I work with the Qt and QWt3D Plotting tools and extend them to provide some of the 3-D and 2-D build functionality I need, so I learn OpenGL in this process.
Currently, I can build points using OpenGL, but only as circles (or "squares", turning off anti-aliasing). These points act as I like - i.e. They do not change size as they increase, although their x / y / z locations move accordingly when I zoom in, pan, etc.
What I would like to do is point the graph using a lot of shapes (^, <,>, *,., Etc.). From what I understand in OpenGL (it’s not so much), it’s not so simple, because OpenGL considers everything as a “real” three-dimensional object, therefore scaling in any form openGL, but the “point” changes the object, the projected size.

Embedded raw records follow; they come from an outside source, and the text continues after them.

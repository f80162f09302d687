// File: botlytics-core/src/config.rs

use std::time::Duration;
use tracing::debug;

use botlytics_common::models::KnownEventType;
use crate::Error;

pub const DEFAULT_SESSION_START_TYPE: KnownEventType = KnownEventType::BotStarted;
pub const DEFAULT_PLATFORM: &str = "telegram";
pub const DEFAULT_SOURCE: &str = "direct";
pub const DEFAULT_PAGE_SIZE: usize = 500;
pub const DEFAULT_MAX_CONNECTIONS: u32 = 10;

/// Runtime settings for the ingestion pipeline and the query side.
#[derive(Debug, Clone, PartialEq)]
pub struct AnalyticsConfig {
    pub database_url: String,
    pub max_connections: u32,
    /// Event types that open a session and therefore carry attribution.
    pub session_start_types: Vec<String>,
    /// Written into `platform` when the producer leaves it out.
    pub default_platform: Option<String>,
    /// Written into `source` of session-start events without attribution.
    pub default_source: Option<String>,
    /// Deadline for a single aggregation; `None` lets it run to completion.
    pub query_timeout: Option<Duration>,
    /// Rows fetched per page while streaming query results.
    pub page_size: usize,
}

impl Default for AnalyticsConfig {
    fn default() -> Self {
        Self {
            database_url: "postgres://analytics_user@localhost:5432/analytics".to_string(),
            max_connections: DEFAULT_MAX_CONNECTIONS,
            session_start_types: vec![DEFAULT_SESSION_START_TYPE.as_str().to_string()],
            default_platform: Some(DEFAULT_PLATFORM.to_string()),
            default_source: Some(DEFAULT_SOURCE.to_string()),
            query_timeout: None,
            page_size: DEFAULT_PAGE_SIZE,
        }
    }
}

impl AnalyticsConfig {
    /// Loads settings from the environment, reading a `.env` file first if present.
    pub fn from_env() -> Result<Self, Error> {
        dotenv::dotenv().ok();
        Self::from_lookup(|key| std::env::var(key).ok())
    }

    /// Builds the config from an arbitrary key lookup. Unset keys keep their defaults.
    pub fn from_lookup<F>(lookup: F) -> Result<Self, Error>
    where
        F: Fn(&str) -> Option<String>,
    {
        let mut cfg = Self::default();

        cfg.database_url = match lookup("DATABASE_URL").filter(|s| !s.trim().is_empty()) {
            Some(url) => url,
            None => {
                let host = lookup("DB_HOST").unwrap_or_else(|| "localhost".into());
                let port: u16 = parse_var(&lookup, "DB_PORT")?.unwrap_or(5432);
                let name = lookup("DB_NAME").unwrap_or_else(|| "analytics".into());
                let user = lookup("DB_USER").unwrap_or_else(|| "analytics_user".into());
                match lookup("DB_PASSWORD").filter(|p| !p.is_empty()) {
                    Some(pw) => format!("postgres://{}:{}@{}:{}/{}", user, pw, host, port, name),
                    None => format!("postgres://{}@{}:{}/{}", user, host, port, name),
                }
            }
        };

        if let Some(n) = parse_var(&lookup, "DB_MAX_CONNECTIONS")? {
            cfg.max_connections = n;
        }

        if let Some(types) = lookup("ANALYTICS_SESSION_START_TYPES") {
            cfg.session_start_types = types
                .split(',')
                .map(str::trim)
                .filter(|t| !t.is_empty())
                .map(str::to_string)
                .collect();
        }

        if let Some(platform) = lookup("ANALYTICS_DEFAULT_PLATFORM") {
            cfg.default_platform = Some(platform.trim().to_string()).filter(|p| !p.is_empty());
        }

        if let Some(source) = lookup("ANALYTICS_DEFAULT_SOURCE") {
            cfg.default_source = Some(source.trim().to_string()).filter(|s| !s.is_empty());
        }

        if let Some(secs) = parse_var::<u64, _>(&lookup, "ANALYTICS_QUERY_TIMEOUT_SECS")? {
            cfg.query_timeout = Some(Duration::from_secs(secs)).filter(|d| !d.is_zero());
        }

        if let Some(size) = parse_var::<usize, _>(&lookup, "ANALYTICS_PAGE_SIZE")? {
            if size == 0 {
                return Err(Error::Config("ANALYTICS_PAGE_SIZE must be positive".into()));
            }
            cfg.page_size = size;
        }

        debug!(
            "Loaded analytics config: session_start_types={:?} page_size={} timeout={:?}",
            cfg.session_start_types, cfg.page_size, cfg.query_timeout
        );
        Ok(cfg)
    }
}

fn parse_var<T, F>(lookup: &F, key: &str) -> Result<Option<T>, Error>
where
    T: std::str::FromStr,
    T::Err: std::fmt::Display,
    F: Fn(&str) -> Option<String>,
{
    match lookup(key) {
        None => Ok(None),
        Some(raw) if raw.trim().is_empty() => Ok(None),
        Some(raw) => raw
            .trim()
            .parse::<T>()
            .map(Some)
            .map_err(|e| Error::Config(format!("{}='{}': {}", key, raw, e))),
    }
}

#[cfg(test)]
mod tests {
    use super::*;
    use std::collections::HashMap;

    fn lookup_from(pairs: &[(&str, &str)]) -> impl Fn(&str) -> Option<String> {
        let map: HashMap<String, String> = pairs
            .iter()
            .map(|(k, v)| (k.to_string(), v.to_string()))
            .collect();
        move |key| map.get(key).cloned()
    }

    #[test]
    fn test_defaults() {
        let cfg = AnalyticsConfig::from_lookup(lookup_from(&[])).unwrap();
        assert_eq!(cfg, AnalyticsConfig::default());
        assert_eq!(cfg.session_start_types, vec![KnownEventType::BotStarted.as_str()]);
    }

    #[test]
    fn test_database_url_from_parts() {
        let cfg = AnalyticsConfig::from_lookup(lookup_from(&[
            ("DB_HOST", "db"),
            ("DB_PORT", "6543"),
            ("DB_NAME", "events"),
            ("DB_USER", "bot"),
            ("DB_PASSWORD", "secret"),
        ]))
        .unwrap();
        assert_eq!(cfg.database_url, "postgres://bot:secret@db:6543/events");
    }

    #[test]
    fn test_database_url_wins_over_parts() {
        let cfg = AnalyticsConfig::from_lookup(lookup_from(&[
            ("DATABASE_URL", "postgres://x@y/z"),
            ("DB_HOST", "ignored"),
        ]))
        .unwrap();
        assert_eq!(cfg.database_url, "postgres://x@y/z");
    }

    #[test]
    fn test_overrides_and_disabling_defaults() {
        let cfg = AnalyticsConfig::from_lookup(lookup_from(&[
            ("ANALYTICS_SESSION_START_TYPES", "bot_started, session_started,"),
            ("ANALYTICS_DEFAULT_PLATFORM", ""),
            ("ANALYTICS_QUERY_TIMEOUT_SECS", "30"),
            ("ANALYTICS_PAGE_SIZE", "50"),
        ]))
        .unwrap();
        assert_eq!(cfg.session_start_types, vec!["bot_started", "session_started"]);
        assert_eq!(cfg.default_platform, None);
        assert_eq!(cfg.default_source.as_deref(), Some("direct"));
        assert_eq!(cfg.query_timeout, Some(Duration::from_secs(30)));
        assert_eq!(cfg.page_size, 50);
    }

    #[test]
    fn test_bad_numbers_are_config_errors() {
        let err = AnalyticsConfig::from_lookup(lookup_from(&[("DB_PORT", "eighty")])).unwrap_err();
        assert!(matches!(err, Error::Config(_)));

        let err = AnalyticsConfig::from_lookup(lookup_from(&[("ANALYTICS_PAGE_SIZE", "0")])).unwrap_err();
        assert!(matches!(err, Error::Config(_)));
    }
}
use std::sync::Arc;
use async_trait::async_trait;
use futures_util::stream::BoxStream;
use crate::error::Error;
use crate::models::{Event, EventFilter, StoredEvent};

/// Lazy, finite sequence of stored events in ascending `received_at` order.
pub type EventStream = BoxStream<'static, Result<StoredEvent, Error>>;

/// Append-only event log.
///
/// Implementations own identifier and `received_at` sequencing: concurrent
/// `append` calls are linearized internally, and each event is written as a
/// single unit. `query` observes every append that completed before it was
/// called and never a partially written event. Each call returns a fresh,
/// independent stream.
#[async_trait]
pub trait EventStore: Send + Sync + 'static {
    async fn append(&self, event: Event) -> Result<StoredEvent, Error>;

    async fn query(&self, filter: &EventFilter) -> Result<EventStream, Error>;

    /// Total number of stored events.
    async fn count(&self) -> Result<u64, Error>;

    /// Up to `limit` most recent events, newest first.
    async fn recent(&self, limit: usize) -> Result<Vec<StoredEvent>, Error>;
}

#[async_trait]
impl<S: EventStore + ?Sized> EventStore for Arc<S> {
    async fn append(&self, event: Event) -> Result<StoredEvent, Error> {
        (**self).append(event).await
    }

    async fn query(&self, filter: &EventFilter) -> Result<EventStream, Error> {
        (**self).query(filter).await
    }

    async fn count(&self) -> Result<u64, Error> {
        (**self).count().await
    }

    async fn recent(&self, limit: usize) -> Result<Vec<StoredEvent>, Error> {
        (**self).recent(limit).await
    }
}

After some reading, I think there are (at least) 2 possible solutions to this problem:
Use OpenGL textures. It doesn't seem complicated, but I believe that texture images will increase and decrease as they scale up - is that right?
Use OpenGL polygons, lines, etc. and draw *, triangles or whatever. But here I am again faced with the same problem - how can I prevent OpenGL from redefining points as it grows?
Is the solution just to bite the bullet and re-draw the entire dataset every time the user zooms in or out to make sure the points remain the same? Is there a way to just tell openGL so as not to recount the size of the object?
Sorry if this is somewhere in the OpenGL document - I could not find it.